Interrogations ~ Gabriela Mistral

Comment dorment-ils donc, Seigneur, les suicidés ?
Un caillot sur la bouche et les deux tempes vides,
les lunes de leurs yeux blanches, écarquillées,
et les mains orientées vers une ancre invisible ?

Ou arrives-Tu quand les hommes sont partis
pour fermer leurs paupières sur leurs yeux aveugles,
pour sans douleur ni bruit disposer leurs viscères
et pour croiser leurs mains sur leur poitrine muette ?

Le rosier que sur eux arrosent les vivants,
ne donne-t-il à ses fleurs formes de blessures ?
Son parfum n’est-il âcre et sombre sa beauté ?
Des serpents tressent-ils son feuillage chétif ?

Réponds, réponds, Seigneur : quand leur âme s’enfuit
par la porte mouillée des longues déchirures,
entre-t-elle en tes lieux fendant l’air avec calme
ou entend-on claquer des ailes affolées ?

Livide, un cercle étroit se ferme-t-il sur eux ?
L’éther est-il un champ où fleurissent les monstres ?
Dans leur effroi retrouvent-ils pourtant ton nom ?
Ou crient-ils sans espoir sur ton coeur endormi ?

Un rayon de soleil les atteint-il un jour ?
Est-il une eau qui lave leurs stigmates rouges ?
Pour eux seuls tes entrailles restent-elles froides,
sourds tes tympans parfaits, à jamais clos tes yeux ?
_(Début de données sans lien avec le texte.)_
//! Default locations for daemon settings and the runtime record store

use std::path::PathBuf;

/// Returns the default path for the daemon's TOML settings.
///
/// `<config_dir>/wseries/config.toml`, falling back to `/etc/wseries/config.toml`
/// when the platform has no per-user config directory.
pub fn default_config_path() -> PathBuf {
    dirs::config_dir()
        .unwrap_or_else(|| PathBuf::from("/etc"))
        .join("wseries")
        .join("config.toml")
}

/// Returns the default root for the runtime record store.
///
/// The file store keeps its document at `<data_dir>/<namespace>/<key>.json`,
/// so with the default `[storage]` section the record ends up at
/// `~/.local/share/wseries/wseries/runtime.json` on Linux
/// (`/var/lib/wseries/...` without a per-user data directory).
pub fn default_data_dir() -> PathBuf {
    dirs::data_dir()
        .unwrap_or_else(|| PathBuf::from("/var/lib"))
        .join("wseries")
}

#[cfg(test)]
mod tests {
    use super::*;

    #[test]
    fn test_config_path_is_wseries_toml() {
        assert!(default_config_path().ends_with("wseries/config.toml"));
    }

    #[test]
    fn test_store_document_lives_under_data_dir() {
        let record = default_data_dir().join("wseries").join("runtime.json");
        assert!(record.starts_with(default_data_dir()));
        assert!(record.ends_with("wseries/wseries/runtime.json"));
    }
}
C’est ce que l’homme affirme, égaré ou pervers ;
mais moi qui t’ai goûté comme du vin, Seigneur,
laissant les autres t’appeler sans fin Justice,
je ne te donnerai jamais qu’un nom : Amour !

L’homme a toujours été, je le sais, griffe dure ;
vertige, la cascade ; âpreté, la sierra.
Mais Toi tu es la coupe où mêlent leur douceur
les nectars de tous les jardins de cette Terre !
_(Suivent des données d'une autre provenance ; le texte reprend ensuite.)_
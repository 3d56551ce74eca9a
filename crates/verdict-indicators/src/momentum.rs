//! Momentum indicators.

use serde::{Deserialize, Serialize};
use verdict_core::traits::{Indicator, MultiOutputIndicator};

use crate::moving_average::Ema;
use crate::simd::{gains_losses_simd, sum_simd};

/// Relative Strength Index (RSI).
///
/// Measures the speed and magnitude of recent price changes
/// to evaluate overbought or oversold conditions.
#[derive(Debug, Clone)]
pub struct Rsi {
    period: usize,
}

impl Rsi {
    /// Create a new RSI indicator.
    ///
    /// Common periods are 14 (default) or 9.
    pub fn new(period: usize) -> Self {
        assert!(period > 0, "Period must be greater than 0");
        Self { period }
    }

    /// Calculate using Wilder's smoothing method.
    fn wilder_smooth(values: &[f64], period: usize) -> Vec<f64> {
        if values.len() < period {
            return vec![];
        }

        let mut result = Vec::with_capacity(values.len() - period + 1);
        let period_f64 = period as f64;

        // Initial average
        let mut avg = sum_simd(&values[..period]) / period_f64;
        result.push(avg);

        // Wilder's smoothing: avg = (prev_avg * (period-1) + value) / period
        for &value in &values[period..] {
            avg = (avg * (period_f64 - 1.0) + value) / period_f64;
            result.push(avg);
        }

        result
    }

    /// RSI from smoothed averages.
    ///
    /// No movement at all reads as the midpoint rather than a maximum.
    #[inline]
    fn from_averages(avg_gain: f64, avg_loss: f64) -> f64 {
        if avg_loss == 0.0 {
            if avg_gain > 0.0 {
                100.0
            } else {
                50.0
            }
        } else {
            100.0 - (100.0 / (1.0 + avg_gain / avg_loss))
        }
    }
}

impl Default for Rsi {
    fn default() -> Self {
        Self::new(14)
    }
}

impl Indicator for Rsi {
    type Output = f64;

    fn calculate(&self, data: &[f64]) -> Vec<f64> {
        if data.len() <= self.period {
            return vec![];
        }

        let (gains, losses) = gains_losses_simd(data);

        // Smooth gains and losses
        let avg_gains = Self::wilder_smooth(&gains, self.period);
        let avg_losses = Self::wilder_smooth(&losses, self.period);

        avg_gains
            .iter()
            .zip(avg_losses.iter())
            .map(|(&gain, &loss)| Self::from_averages(gain, loss))
            .collect()
    }

    fn period(&self) -> usize {
        self.period + 1 // Need period+1 data points
    }

    fn name(&self) -> &str {
        "RSI"
    }
}

/// MACD (Moving Average Convergence Divergence) output.
///
/// The MACD line is available as soon as the slow EMA is seeded; the signal
/// line and histogram need a further `signal_period - 1` points.
#[derive(Debug, Clone, Copy, PartialEq, Serialize, Deserialize)]
pub struct MacdOutput {
    /// MACD line (fast EMA - slow EMA)
    pub macd: f64,
    /// Signal line (EMA of MACD)
    pub signal: Option<f64>,
    /// Histogram (MACD - Signal)
    pub histogram: Option<f64>,
}

/// MACD indicator.
///
/// Uses two EMAs to identify trend direction and momentum.
#[derive(Debug, Clone)]
pub struct Macd {
    fast_period: usize,
    slow_period: usize,
    signal_period: usize,
}

impl Macd {
    /// Create a new MACD with default parameters (12, 26, 9).
    pub fn new() -> Self {
        Self::with_periods(12, 26, 9)
    }

    /// Create a MACD with custom periods.
    pub fn with_periods(fast: usize, slow: usize, signal: usize) -> Self {
        assert!(fast > 0 && slow > 0 && signal > 0);
        assert!(fast < slow, "Fast period must be less than slow period");
        Self {
            fast_period: fast,
            slow_period: slow,
            signal_period: signal,
        }
    }

    /// Points needed before the signal line is defined.
    pub fn signal_warmup(&self) -> usize {
        self.slow_period + self.signal_period - 1
    }
}

impl Default for Macd {
    fn default() -> Self {
        Self::new()
    }
}

impl MultiOutputIndicator for Macd {
    type Outputs = MacdOutput;

    fn calculate(&self, data: &[f64]) -> Vec<MacdOutput> {
        if data.len() < self.slow_period {
            return vec![];
        }

        let fast_ema = Ema::new(self.fast_period).calculate(data);
        let slow_ema = Ema::new(self.slow_period).calculate(data);

        // Align the EMAs (fast has more values)
        let offset = self.slow_period - self.fast_period;
        let macd_line: Vec<f64> = fast_ema[offset..]
            .iter()
            .zip(slow_ema.iter())
            .map(|(f, s)| f - s)
            .collect();

        // Signal line (EMA of MACD), empty while the MACD line is too short
        let signal_line = Ema::new(self.signal_period).calculate(&macd_line);
        let lead = self.signal_period - 1;

        macd_line
            .iter()
            .enumerate()
            .map(|(i, &macd)| {
                let signal = i.checked_sub(lead).and_then(|j| signal_line.get(j).copied());
                MacdOutput {
                    macd,
                    signal,
                    histogram: signal.map(|s| macd - s),
                }
            })
            .collect()
    }

    fn period(&self) -> usize {
        self.slow_period
    }

    fn name(&self) -> &str {
        "MACD"
    }
}

#[cfg(test)]
mod tests {
    use super::*;

    #[test]
    fn test_rsi_basic() {
        let rsi = Rsi::new(14);
        // Generate test data with alternating up/down moves
        let data: Vec<f64> = (0..30)
            .map(|i| 100.0 + (i as f64 * 0.5).sin() * 5.0)
            .collect();

        let result = rsi.calculate(&data);
        assert_eq!(result.len(), 16);

        // All RSI values should be between 0 and 100
        for value in &result {
            assert!(*value >= 0.0 && *value <= 100.0);
        }
    }

    #[test]
    fn test_rsi_all_gains() {
        let rsi = Rsi::new(5);
        let data = vec![1.0, 2.0, 3.0, 4.0, 5.0, 6.0, 7.0];
        let result = rsi.calculate(&data);

        assert!(!result.is_empty());
        // All gains = RSI should be 100
        assert!((result[0] - 100.0).abs() < 1e-10);
    }

    #[test]
    fn test_rsi_all_losses() {
        let rsi = Rsi::new(5);
        let data = vec![7.0, 6.0, 5.0, 4.0, 3.0, 2.0, 1.0];
        let result = rsi.calculate(&data);

        assert!(!result.is_empty());
        // All losses = RSI should be 0
        assert!(result[0].abs() < 1e-10);
    }

    #[test]
    fn test_rsi_flat_is_midpoint() {
        let rsi = Rsi::new(14);
        let data = vec![100.0; 30];
        let result = rsi.calculate(&data);

        assert!(result.iter().all(|v| (*v - 50.0).abs() < 1e-12));
    }

    #[test]
    fn test_rsi_undefined_for_first_period_points() {
        let rsi = Rsi::new(14);
        let data: Vec<f64> = (0..20).map(|i| 100.0 + (i % 3) as f64).collect();
        let aligned = rsi.calculate_aligned(&data);

        assert!(aligned[..14].iter().all(Option::is_none));
        assert!(aligned[14..].iter().all(Option::is_some));
    }

    #[test]
    fn test_rsi_wilder_recurrence() {
        let rsi = Rsi::new(2);
        // Changes: +2, -1, +3
        let data = vec![10.0, 12.0, 11.0, 14.0];
        let result = rsi.calculate(&data);

        // Seed: gain (2+0)/2 = 1, loss (0+1)/2 = 0.5 -> RS 2
        assert!((result[0] - (100.0 - 100.0 / 3.0)).abs() < 1e-10);
        // Next: gain (1*1+3)/2 = 2, loss (0.5*1+0)/2 = 0.25 -> RS 8
        assert!((result[1] - (100.0 - 100.0 / 9.0)).abs() < 1e-10);
    }

    #[test]
    fn test_macd_basic() {
        let macd = Macd::new();
        let data: Vec<f64> = (0..50).map(|i| 100.0 + i as f64).collect();
        let result = macd.calculate(&data);

        assert_eq!(result.len(), 25);
        // In an uptrend, MACD should be positive
        assert!(result.last().unwrap().macd > 0.0);
    }

    #[test]
    fn test_macd_signal_warmup() {
        let macd = Macd::new();
        let data: Vec<f64> = (0..40)
            .map(|i| 100.0 + (i as f64 * 0.3).sin() * 4.0)
            .collect();
        let aligned = macd.calculate_aligned(&data);

        assert!(aligned[..25].iter().all(Option::is_none));
        for (i, output) in aligned.iter().enumerate().skip(25) {
            let output = output.unwrap();
            assert_eq!(output.signal.is_some(), i + 1 >= macd.signal_warmup());
            if let (Some(signal), Some(histogram)) = (output.signal, output.histogram) {
                assert_eq!(histogram, output.macd - signal);
            }
        }
    }

    #[test]
    fn test_macd_custom_periods() {
        let macd = Macd::with_periods(5, 10, 3);
        let data: Vec<f64> = (0..30).map(|i| 100.0 + i as f64).collect();
        let result = macd.calculate(&data);

        assert_eq!(result.len(), 21);
        assert!(result.last().unwrap().histogram.is_some());
    }

    #[test]
    fn test_macd_linear_ramp_is_constant() {
        let macd = Macd::new();
        let data: Vec<f64> = (0..60).map(|i| 100.0 + i as f64).collect();
        let last = *macd.calculate(&data).last().unwrap();

        // Lags of 12.5 and 5.5 on a unit ramp.
        assert!((last.macd - 7.0).abs() < 1e-9);
        assert!(last.histogram.unwrap().abs() < 1e-9);
    }
}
Gabriel Mistral, D’amour et de désolation, Orphée La Différence, 1989.
Traduction Claude Couffon.

Interrogaciones

¿ Cómo quedan, Señor, durmiendo los suicidas ?
¿ Un cuajo entre la boca, la dos sienes vaciadas,
las lunas de los ojos albas y engrandecidas,
hacia un ancla invisible las manos orientadas ?
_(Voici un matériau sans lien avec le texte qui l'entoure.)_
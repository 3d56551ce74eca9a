//! Validate configuration command.

use anyhow::Result;
use std::path::Path;
use verdict_config::load_config;

pub async fn run(config_path: &Path) -> Result<()> {
    println!("Validating configuration: {:?}", config_path);

    let config = match load_config(config_path) {
        Ok(config) => config,
        Err(e) => {
            println!("Configuration error: {}", e);
            return Err(e.into());
        }
    };

    if let Err(e) = config.validate() {
        println!("Configuration error: {}", e);
        return Err(e.into());
    }

    let engine = &config.engine;
    println!("Configuration is valid!");
    println!();
    println!("App: {}", config.app.name);
    println!("Environment: {}", config.app.environment);
    println!("Log level: {}", config.logging.level);
    println!("Data: {}", config.data.dir);
    println!(
        "Weights: trend {:.2}, rsi {:.2}, macd {:.2}, bollinger {:.2}",
        engine.weights.trend, engine.weights.rsi, engine.weights.macd, engine.weights.bollinger
    );
    println!(
        "Thresholds: strong buy {:+.2}, buy {:+.2}, sell {:+.2}, strong sell {:+.2}",
        engine.thresholds.strong_buy,
        engine.thresholds.buy,
        engine.thresholds.sell,
        engine.thresholds.strong_sell
    );
    println!(
        "Horizons: today {:.2}, week {:.2}, month {:.2}, year {:.2}",
        engine.horizons.today, engine.horizons.week, engine.horizons.month, engine.horizons.year
    );
    println!();
    println!("Effective configuration:");
    println!("{}", config.to_toml()?);

    Ok(())
}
¿ O Tú llegas después que los hombres se han ido,
y les bajas el párpado sobre el ojo cegado,
acomodas las vísceras sin dolor y sin ruido
y entrecruzas las manos sobre el pecho callado ?

El rosal que los vives riegan sobre se huesa
¿ no le pinta a sus rosas unas formas de heridas ?
¿ no tiene acre el olor, sombría  la belleza
y las frondas menguadas de serpientes tejidas?

Y responde, Señor : cuando se fuga el alma,
por la mojada  puerta de las largas heridas,
¿ entra en la zona tuya hendiendo el aire en calma
o se oye un crepitar de alas enloquecidas ?

¿ Angosto cerco livido se aprieta en torno suyo ?
¿ El éter en un campo de monstruos florecido ?
¿ En el pavor no aciertan ni con el nombre tuyo ?
¿ O van gritando sobre tu corazón dormido ?

¿ No hay un rayo de sol que los alcance un día ?
¿ No hay agua que los lave de sus estigmas rojos ?
¿ Para ellos solamente queda tu entraña fría,
sordo tu oído fino y apretados tus ojos ?

Tal el hombre asegura, por error o malicia ;
mas yo, que te he gustado, como un vino, Señor,
mientras los otros siguen llamándola Justicia,
¡ no te llamaré nunca otra cosa que Amor !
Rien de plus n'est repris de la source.